Identification of a functional role for lipid asymmetry in biological membranes: Phosphatidylserine-skeletal protein interactions modulate membrane stability

Asymmetric distribution of phospholipids is ubiquitous in the plasma membranes of many eukaryotic cells. The majority of the aminophospholipids are located in the inner leaflet whereas the cholinephospholipids are localized predominantly in the outer leaflet. Several functional roles for asymmetric phospholipid distribution in plasma membranes have been suggested. Disruption of lipid asymmetry creates a procoagulant surface on platelets and serves as a trigger for macrophage recognition of apoptotic cells. Furthermore, the dynamic process of phospholipid translocation regulates important cellular events such as membrane budding and endocytosis.
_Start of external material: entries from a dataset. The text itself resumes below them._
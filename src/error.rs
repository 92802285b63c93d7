//! Error taxonomy for the chat engine.
//!
//! Only `Config` is allowed to terminate the process, and only at startup.
//! Everything else is caught at the boundary nearest its cause and converted
//! into a degraded-but-functional outcome: classification failures fall back
//! to the neutral profile, generation failures surface an apology without
//! appending the turn, and a corrupt store is quarantined and restarted empty.

/// Error types for the dudil engine
#[derive(Debug, thiserror::Error)]
pub enum DudilError {
    #[error("Configuration error: {0}")]
    Config(String),

    #[error("Emotion classification failed: {0}")]
    Classification(String),

    #[error("Response generation failed: {0}")]
    Generation(String),

    #[error("Conversation history is corrupt: {0}")]
    StorageCorruption(String),

    #[error("Conversation not found: {0}")]
    NotFound(String),

    #[error("Unknown emotion label: {0}")]
    UnknownEmotion(String),

    #[error("Network error: {0}")]
    Network(#[from] reqwest::Error),

    #[error("Serialization error: {0}")]
    Serialization(#[from] serde_json::Error),

    #[error("I/O error: {0}")]
    Io(#[from] std::io::Error),
}

impl DudilError {
    /// True for errors the engine is expected to absorb mid-turn rather
    /// than propagate to the process boundary.
    pub fn is_recoverable(&self) -> bool {
        !matches!(self, DudilError::Config(_))
    }
}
In the present study, we used the red cell membrane as the model system to explore the contribution of phospholipid asymmetry to the maintenance of membrane mechanical properties. We prepared two different types of membranes in terms of their phospholipid distribution, one in which phospholipids were scrambled and the other in which the asymmetric distribution of phospholipids was maintained and quantitated their mechanical properties. We documented that maintenance of asymmetric distribution of phospholipids resulted in improved membrane mechanical stability. The greater difficulty in extracting the spectrin-actin complex at low-ionic strength from the membranes with asymmetric phospholipid distribution further suggested the involvement of interactions between aminophospholipids in the inner leaflet and skeletal proteins in modulating mechanical stability of the red cell membrane. These findings have enabled us to document a functional role of lipid asymmetry in regulating membrane material properties.